Binge. Kayo. Presto. Foxtel has a long history of internal fiefdoms actively hurting its efforts to grow new digital services.

Seamus Byrne
Seamus Byrne
3 min read
Foxtel will eat itself

Australian TV networks have always loved to keep their rivalries bitter. So it's never strange to see TV services fight tooth and nail for every eyeball.

But it's definitely weird when they're working for the same company.

Over the summer, Foxtel-the-cable-service has made moves against its own emerging Foxtel-the-streaming-service efforts, Binge and Kayo.

The big move? Ejecting Binge and Kayo, its streaming TV and streaming sport services, from its Foxtel Now set-top box.

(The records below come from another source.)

impl Session {
  pub fn new(id: impl Into<String>) -> Self {
    Self {
      id: id.into(),
      level: Level::One,
      equation: None,
      phase: SessionPhase::Main,
      epoch: 0,
      wrong_attempts: 0,
      graph_attempts: 0,
      selected_shape: None,
      transform: GraphTransform::default(),
      input: Vec::new(),
      locked: false,
      feedback: None,
    }
  }

  // ----- read-only accessors (consumed by the presentation layer) -----

  pub fn id(&self) -> &str { &self.id }
  pub fn level(&self) -> Level { self.level }
  pub fn equation(&self) -> Option<&Equation> { self.equation.as_ref() }
  pub fn phase(&self) -> SessionPhase { self.phase }
  pub fn epoch(&self) -> u64 { self.epoch }
  pub fn wrong_attempts(&self) -> u32 { self.wrong_attempts }
  pub fn graph_attempts(&self) -> u32 { self.graph_attempts }
  pub fn selected_shape(&self) -> Option<Shape> { self.selected_shape }
  pub fn transform(&self) -> GraphTransform { self.transform }
  pub fn input(&self) -> &[InputBlock] { &self.input }
  pub fn feedback(&self) -> Option<&Feedback> { self.feedback.as_ref() }

  /// Semantic parameters for the renderer: draw `y = a(x-h)² + k`.
  /// Level 1 always starts from `y = x²`; level 2 from the scaled parabola.
  pub fn render_params(&self) -> (f64, f64, f64) {
    let a = match (self.level, self.equation) {
      (Level::Two, Some(eq)) => eq.a as f64,
      _ => 1.0,
    };
    (a, self.transform.h, self.transform.k)
  }

  // ----- operations -----

  /// Start a fresh challenge with a newly generated equation.
  pub fn start_challenge(&mut self, level: Level, cfg: &TrainerConfig) -> Outcome {
    let eq = generator::generate(level);
    self.start_with(level, eq, cfg)
  }

  /// Start a challenge with a caller-supplied equation (deterministic path).
  pub fn start_with(&mut self, level: Level, equation: Equation, _cfg: &TrainerConfig) -> Outcome {
    self.level = level;
    self.equation = Some(equation);
    self.wrong_attempts = 0;
    self.graph_attempts = 0;
    self.selected_shape = None;
    self.transform.reset();
    self.input.clear();
    self.locked = false;
    self.feedback = None;
    self.set_phase(SessionPhase::SolvingEquation);
    info!(
      target: "session", id = %self.id, level = level.as_u8(),
      a = equation.a, b = equation.b, c = equation.c, h = equation.h, k = equation.k,
      "Challenge started"
    );
    Outcome::default()
  }

  /// Back to the algebra step with the same equation.
  pub fn restart_equation(&mut self) -> Option<Outcome> {
    self.equation?;
    self.wrong_attempts = 0;
    self.graph_attempts = 0;
    self.selected_shape = None;
    self.transform.reset();
    self.input.clear();
    self.locked = false;
    self.feedback = None;
    self.set_phase(SessionPhase::SolvingEquation);
    Some(Outcome::default())
  }

  /// Global reset: back to the main screen from any state. Pending timers
  /// die on the epoch bump.
  pub fn reset_to_main(&mut self) -> Outcome {
    self.equation = None;
    self.wrong_attempts = 0;
    self.graph_attempts = 0;
    self.selected_shape = None;
    self.transform.reset();
    self.input.clear();
    self.locked = false;
    self.feedback = None;
    self.set_phase(SessionPhase::Main);
    Outcome::default()
  }

  /// Evaluate a composed answer. `None` outside the algebra phase.
  pub fn submit_answer(&mut self, blocks: Vec<InputBlock>, cfg: &TrainerConfig) -> Option<AnswerOutcome> {
    if self.phase != SessionPhase::SolvingEquation {
      return None;
    }
    let eq = self.equation?;
    if self.locked {
      return Some(AnswerOutcome {
        accepted: false,
        correct: false,
        no_match: false,
        breakdown: None,
        revealed: None,
        outcome: Outcome::default(),
      });
    }

    let text = format::blocks_to_string(&blocks);
    self.input = blocks;
    let candidate = parser::parse(&text, self.level);
    let no_match = candidate.is_none();
    let breakdown = candidate
      .map(|c| validator::check(&c, &eq, self.level))
      .unwrap_or_else(FieldBreakdown::all_wrong);

    if breakdown.is_correct() {
      self.locked = true;
      let feedback = self.put_feedback(FeedbackKind::Success, cfg.messages.answer_correct.clone());
      info!(target: "session", id = %self.id, input = %text, "Answer correct");
      return Some(AnswerOutcome {
        accepted: true,
        correct: true,
        no_match,
        breakdown: Some(breakdown),
        revealed: None,
        outcome: Outcome {
          feedback: Some(feedback),
          toast: None,
          scheduled: vec![self.schedule(cfg.timing.answer_advance_ms, DelayedAction::AdvanceToGraph)],
        },
      });
    }

    self.wrong_attempts += 1;
    info!(
      target: "session", id = %self.id, input = %text, attempts = self.wrong_attempts, no_match,
      "Answer wrong"
    );

    let (feedback, revealed, scheduled) = if self.wrong_attempts == 1 {
      (
        self.put_feedback(FeedbackKind::Error, cfg.messages.answer_wrong_first.clone()),
        None,
        Vec::new(),
      )
    } else if self.wrong_attempts >= 5 {
      // Reveal the full vertex form, then autofill and auto-advance. The
      // lock makes the reveal fire at most once per challenge.
      self.locked = true;
      let answer = format::vertex_form(&eq, self.level);
      let text = fill_template(&cfg.messages.answer_reveal, &[("answer", answer.as_str())]);
      (
        self.put_feedback(FeedbackKind::Warning, text),
        Some(answer),
        vec![self.schedule(cfg.timing.reveal_autofill_ms, DelayedAction::AutofillAnswer)],
      )
    } else {
      (
        self.put_feedback(FeedbackKind::Warning, cfg.messages.answer_wrong_partial.clone()),
        None,
        Vec::new(),
      )
    };

    Some(AnswerOutcome {
      accepted: true,
      correct: false,
      no_match,
      breakdown: Some(breakdown),
      revealed,
      outcome: Outcome { feedback: Some(feedback), toast: None, scheduled },
    })
  }

  /// Shape pick in the ShapeSelection step. Unlimited retries, no counter.
  pub fn select_shape(&mut self, shape: Shape, cfg: &TrainerConfig) -> Option<ShapeOutcome> {
    if self.phase != SessionPhase::ShapeSelection {
      return None;
    }
    let eq = self.equation?;
    // a > 0 opens upward (∪) → the "down" card is the match; a < 0 → "up".
    let correct = (eq.a > 0 && shape == Shape::Down) || (eq.a < 0 && shape == Shape::Up);
    if correct {
      self.selected_shape = Some(shape);
      Some(ShapeOutcome {
        correct: true,
        notice: None,
        outcome: Outcome {
          feedback: None,
          toast: None,
          scheduled: vec![self.schedule(cfg.timing.shape_advance_ms, DelayedAction::AdvanceToMultiplier)],
        },
      })
    } else {
      self.selected_shape = None;
      Some(ShapeOutcome {
        correct: false,
        notice: Some(cfg.messages.shape_wrong.clone()),
        outcome: Outcome::default(),
      })
    }
  }

  /// Multiplier check: the y-stretch from `±x²` to the target, i.e. `|a|`.
  /// The caller has already rejected non-positive or non-numeric input.
  pub fn submit_multiplier(&mut self, value: f64, cfg: &TrainerConfig) -> Option<MultiplierOutcome> {
    if self.phase != SessionPhase::MultiplierCheck {
      return None;
    }
    let eq = self.equation?;
    if validator::multiplier_matches(value, &eq) {
      Some(MultiplierOutcome {
        correct: true,
        notice: None,
        outcome: Outcome {
          feedback: None,
          toast: Some(cfg.messages.multiplier_correct.clone()),
          scheduled: vec![self.schedule(cfg.timing.multiplier_advance_ms, DelayedAction::AdvanceToMovement)],
        },
      })
    } else {
      Some(MultiplierOutcome {
        correct: false,
        notice: Some(cfg.messages.multiplier_wrong.clone()),
        outcome: Outcome::default(),
      })
    }
  }

  /// Accumulate a directional nudge. Returns the updated transform.
  pub fn apply_move(&mut self, direction: Direction, amount: f64) -> Option<GraphTransform> {
    if !self.phase.is_movement() {
      return None;
    }
    self.transform.apply(direction, amount);
    debug!(
      target: "session", id = %self.id, ?direction, amount,
      h = self.transform.h, k = self.transform.k, "Move applied"
    );
    Some(self.transform)
  }

  /// Check the accumulated translation against the target vertex.
  pub fn submit_movement(&mut self, cfg: &TrainerConfig) -> Option<MovementOutcome> {
    if !self.phase.is_movement() {
      return None;
    }
    let eq = self.equation?;
    let h_correct = validator::within(self.transform.h, eq.h, MOVEMENT_TOLERANCE);
    let k_correct = validator::within(self.transform.k, eq.k, MOVEMENT_TOLERANCE);
    let retry = self.phase == SessionPhase::RetryMovement;
    self.graph_attempts += 1;
    info!(
      target: "session", id = %self.id, h_correct, k_correct, retry,
      attempts = self.graph_attempts, "Movement checked"
    );

    if h_correct && k_correct {
      let text = if retry {
        cfg.messages.movement_retry_success.clone()
      } else {
        cfg.messages.movement_first_success.clone()
      };
      let feedback = self.put_feedback(FeedbackKind::Success, text);
      return Some(MovementOutcome {
        correct: true,
        h_correct,
        k_correct,
        retry,
        outcome: Outcome {
          feedback: Some(feedback),
          toast: None,
          scheduled: vec![self.schedule(cfg.timing.success_advance_ms, DelayedAction::AdvanceToSuccess)],
        },
      });
    }

    let axis = if h_correct {
      cfg.messages.movement_h_only.as_str()
    } else if k_correct {
      cfg.messages.movement_k_only.as_str()
    } else {
      cfg.messages.movement_both_wrong.as_str()
    };

    let (feedback, scheduled) = if self.graph_attempts == 1 {
      (
        self.put_feedback(FeedbackKind::Warning, format!("{}{}", axis, cfg.messages.movement_try_again)),
        Vec::new(),
      )
    } else if !retry {
      // Second failure outside the retry phase: announce the reset, then
      // start over from the unshifted graph. One retry cycle only.
      (
        self.put_feedback(FeedbackKind::Info, format!("{}{}", axis, cfg.messages.movement_enter_retry)),
        vec![self.schedule(cfg.timing.retry_reset_ms, DelayedAction::BeginRetry)],
      )
    } else {
      (
        self.put_feedback(FeedbackKind::Warning, format!("{}{}", axis, cfg.messages.movement_try_again)),
        Vec::new(),
      )
    };

    Some(MovementOutcome {
      correct: false,
      h_correct,
      k_correct,
      retry,
      outcome: Outcome { feedback: Some(feedback), toast: None, scheduled },
    })
  }

  /// Apply a delayed action iff its token is still the current epoch.
  pub fn fire(&mut self, token: u64, action: DelayedAction, cfg: &TrainerConfig) -> Option<Outcome> {
    if token != self.epoch {
      debug!(
        target: "session", id = %self.id, ?action, token, epoch = self.epoch,
        "Dropping stale scheduled action"
      );
      return None;
    }
    match action {
      DelayedAction::AdvanceToGraph => Some(self.enter_graph_phase(cfg)),
      DelayedAction::AutofillAnswer => {
        let eq = self.equation?;
        self.input = format::canonical_blocks(&eq, self.level);
        Some(Outcome {
          feedback: None,
          toast: None,
          scheduled: vec![self.schedule(cfg.timing.autofill_advance_ms, DelayedAction::AdvanceToGraph)],
        })
      }
      DelayedAction::AdvanceToMultiplier => {
        self.set_phase(SessionPhase::MultiplierCheck);
        Some(Outcome::default())
      }
      DelayedAction::AdvanceToMovement => {
        self.transform.reset();
        self.set_phase(SessionPhase::Movement);
        let feedback = self.movement_goal(cfg)?;
        Some(Outcome { feedback: Some(feedback), toast: None, scheduled: Vec::new() })
      }
      DelayedAction::BeginRetry => {
        self.transform.reset();
        self.set_phase(SessionPhase::RetryMovement);
        let eq = self.equation?;
        let base = format::base_graph(&eq, self.level);
        let text = fill_template(&cfg.messages.retry_intro, &[("base", base.as_str())]);
        let feedback = self.put_feedback(FeedbackKind::Info, text);
        Some(Outcome { feedback: Some(feedback), toast: None, scheduled: Vec::new() })
      }
      DelayedAction::AdvanceToSuccess => {
        self.set_phase(SessionPhase::Success);
        let text = match self.level {
          Level::One => cfg.messages.success_level1.clone(),
          Level::Two => cfg.messages.success_level2.clone(),
        };
        let feedback = self.put_feedback(FeedbackKind::Success, text);
        Some(Outcome { feedback: Some(feedback), toast: None, scheduled: Vec::new() })
      }
    }
  }

  // ----- internals -----

  fn enter_graph_phase(&mut self, cfg: &TrainerConfig) -> Outcome {
    self.graph_attempts = 0;
    self.selected_shape = None;
    self.transform.reset();
    self.locked = false;
    match self.level {
      Level::One => {
        self.set_phase(SessionPhase::Movement);
        let feedback = self.movement_goal(cfg);
        Outcome { feedback, toast: None, scheduled: Vec::new() }
      }
      Level::Two => {
        self.set_phase(SessionPhase::ShapeSelection);
        self.feedback = None;
        Outcome::default()
      }
    }
  }

  fn movement_goal(&mut self, cfg: &TrainerConfig) -> Option<Feedback> {
    let eq = self.equation?;
    let base = format::base_graph(&eq, self.level);
    let target = format::standard_form(&eq);
    let text = fill_template(
      &cfg.messages.movement_goal,
      &[("base", base.as_str()), ("target", target.as_str())],
    );
    Some(self.put_feedback(FeedbackKind::Info, text))
  }

  fn set_phase(&mut self, phase: SessionPhase) {
    self.phase = phase;
    self.epoch += 1;
    info!(target: "session", id = %self.id, ?phase, epoch = self.epoch, "Phase entered");
  }

  fn schedule(&self, delay_ms: u64, action: DelayedAction) -> Scheduled {
    Scheduled { token: self.epoch, delay: Duration::from_millis(delay_ms), action }
  }

  fn put_feedback(&mut self, kind: FeedbackKind, text: String) -> Feedback {
    let f = Feedback::new(kind, text);
    self.feedback = Some(f.clone());
    f
  }
}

Essentially, someone who runs Foxtel (the part of the business that still charges premium prices for a mega bundle of channels) decided that offering Binge and Kayo on the same device as Foxtel Now was a path to self-destruction. One fiefdom wasn't happy letting the upstart "cheaper" part of the business have a chance to steal customers from one department and move them to another.

The excuses were hilarious.

  • The sport available through Kayo is also available as an add-on package for Foxtel Now subscribers at a "similar" price.
  • Kayo and Binge are still available on other Android TV devices and people could always Chromecast to their TV from a phone or computer if they don't have one.

Think about that last one. The company is clearly stating that it is entirely a business choice to kick its own customers off a device they were already using and was controlled by the same company, not for any technical reason (it's an Android TV unit too) but just to make life harder for customers that were only choosing Binge and Kayo instead of Foxtel Now.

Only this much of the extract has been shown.